Let Freedom leave, where'er she flies,
A desert, or a paradise;
Let the beautiful and the brave
Share her glory or a grave.
In the farther prosecution of his narrative, the poet represents the Turkish Sultan, Mahmoud, as being strongly moved by dreams of the threatened overthrow of his power; and he accordingly sends for Ahasuerus, an aged Jew, to interpret them. In the mean time the chorus of women sings the final triumph of the Cross over the crescent, and the fleeing away of the dark "powers of earth and air" before the advancing light of the "Star of Bethlehem:"
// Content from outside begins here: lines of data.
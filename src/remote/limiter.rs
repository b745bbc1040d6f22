//! Global cap on concurrent remote calls.

use std::sync::Arc;

use tokio::sync::{OwnedSemaphorePermit, Semaphore};

use crate::error::{Error, Result};

/// Limits how many remote calls are in progress at once.
///
/// Permits are counted across every operation and caller, so a burst of
/// cache misses queues here instead of hammering the API.
#[derive(Debug, Clone)]
pub struct QueryGate {
    semaphore: Arc<Semaphore>,
}

impl QueryGate {
    /// Create a gate admitting `limit` concurrent calls.
    #[must_use]
    pub fn new(limit: usize) -> Self {
        Self {
            semaphore: Arc::new(Semaphore::new(limit.max(1))),
        }
    }

    /// Wait for a permit.
    ///
    /// # Errors
    ///
    /// Returns [`Error::Closed`] if the gate has been closed.
    pub async fn acquire(&self) -> Result<QueryPermit> {
        let permit = Arc::clone(&self.semaphore)
            .acquire_owned()
            .await
            .map_err(|_| Error::Closed)?;
        Ok(QueryPermit { _permit: permit })
    }

    /// Take a permit if one is free right now.
    #[must_use]
    pub fn try_acquire(&self) -> Option<QueryPermit> {
        Arc::clone(&self.semaphore)
            .try_acquire_owned()
            .ok()
            .map(|permit| QueryPermit { _permit: permit })
    }

    /// Permits currently free.
    #[must_use]
    pub fn available(&self) -> usize {
        self.semaphore.available_permits()
    }

    /// Refuse all further calls. Waiters are woken with an error.
    pub fn close(&self) {
        self.semaphore.close();
    }
}

/// Held while a remote call is in progress; released on drop.
#[derive(Debug)]
pub struct QueryPermit {
    _permit: OwnedSemaphorePermit,
}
A power from the unknown God,
A Promethean conqueror came;
Like a triumphal path he trod
The thorns of death and shame.
A mortal shape to him
Was like the vapor dim
Which the orient planet animates with light;
Hell, sin, and slavery came,
Like bloodhounds mild and tame,
Nor preyed until their lord had taken flight.
The moon of Ma'homet
Arose, and it shall set;
While, blazoned as on heaven's immortal noon,
The Cross leads generations on.
Swift as the radiant shapes of sleep,
From one whose dreams are paradise,
Fly, when the fond wretch wakes to weep,
And day peers forth with her black eyes;
So fleet, so faint, so fair,
The powers of earth and air
Fled from the rising Star of Bethlehem.
Apollo, Pan, and Love,
And even Olympian Jove
Grew weak, for killing Truth had glared on them.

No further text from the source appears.